What exactly are the new, reformed Trailblazer apprenticeships? Nobody seems to be sure – but maybe we aren’t looking at them in the right way. If we do, we could have a world class apprenticeship regime.
The Government has set itself a target of 3m apprenticeships in this parliament, embarking on a major programme of change and, at the end of last year, publishing “Guidance for Trailblazers — from standards to starts” giving the first ideas of how this might work and what might be meant by “qualified” and “qualifications”.
So let’s start with the purpose of an apprenticeship. It’s a period of learning and skill development towards a defined job role. At the end of it the person who has successfully completed their apprenticeship will be “qualified” to be say a doctor or a chef.
Qualifications are part of the apprenticeship — they are not the apprenticeship; having a qualification doesn’t mean you’re qualified (or job competent)

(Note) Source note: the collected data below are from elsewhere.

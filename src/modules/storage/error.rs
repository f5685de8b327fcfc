use thiserror::Error;
use uuid::Uuid;

/// Failures raised by a storage backend
#[derive(Debug, Error)]
pub enum StorageError {
    #[error("Refusing to store file '{0}' without payload bytes")]
    EmptyPayload(String),

    #[error("Identifier {0} is already in use")]
    DuplicateId(Uuid),
}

The person is thus qualified to competently carry out the full range of requirements for the specific job. But isn’t that a qualification? I would argue no.
It is confirming a status in the workforce rather than a “qualification” which in many people’s minds is more about “knowledge” than skills development and competencies.
Successful apprentices who have “passed-out” must be able to perform the job day in day out and they can only do this as they develop their skills and competencies — until they reach the point at which they can operate safely and with confidence on their own.
So where do qualifications fit in?
Well, they are part of what an apprentice must achieve to become qualified to do a certain job. The exact requirements for “qualification achievement” for each job will vary very considerably, from passing a training knowledge qualification course that might involve 10 weeks study up to a degree or master degree.
Against this wide range of requirements there are some potentially common parts to an apprenticeship where qualifications are included: entry qualifications — employers may require the would-be apprentice to have achieved a certain set of formal, knowledge-based standards for example five GCSEs or three A-levels in certain topics.
Core common skills qualifications — this would be English and maths, at a minimum of level one (for example Functional Skills) for a level two apprenticeship and at a minimum of level two for a level three apprenticeship. For certain apprenticeships it will also be a requirement to achieve a defined qualification in the use of new technology/IT.
Licence to practice qualifications — in certain sectors or for groups of jobs it will be necessary to achieve a “licence to practice qualification” to work for example in construction site safety, first aid and food safety.
“Major” knowledge qualifications — certain jobs may require the apprentice to achieve a significant “knowledge” qualification such as a degree, masters, HNC or defined professional and technical regulated qualification during the period of the apprenticeship.
“Small” knowledge qualifications — certain jobs may require the apprentice to achieve a qualification in a certain topic, for example the use of CAD as a technician, laboratory analyst or working at heights.
So qualifications are part of the apprenticeship — they are not the apprenticeship; having a qualification doesn’t mean you’re qualified (or job competent).
For some this may seem radical, but this is because we are used to a regime of regulated qualifications and funding driven by achieving qualifications. In Europe and even previously in the UK the approach I have outlined is very common and is seen as the way of doing things.
It’s different from our recent past, but it could give us an apprenticeship regime which is not only world class, but also provides the bed rock for a productive and successful economy in the future.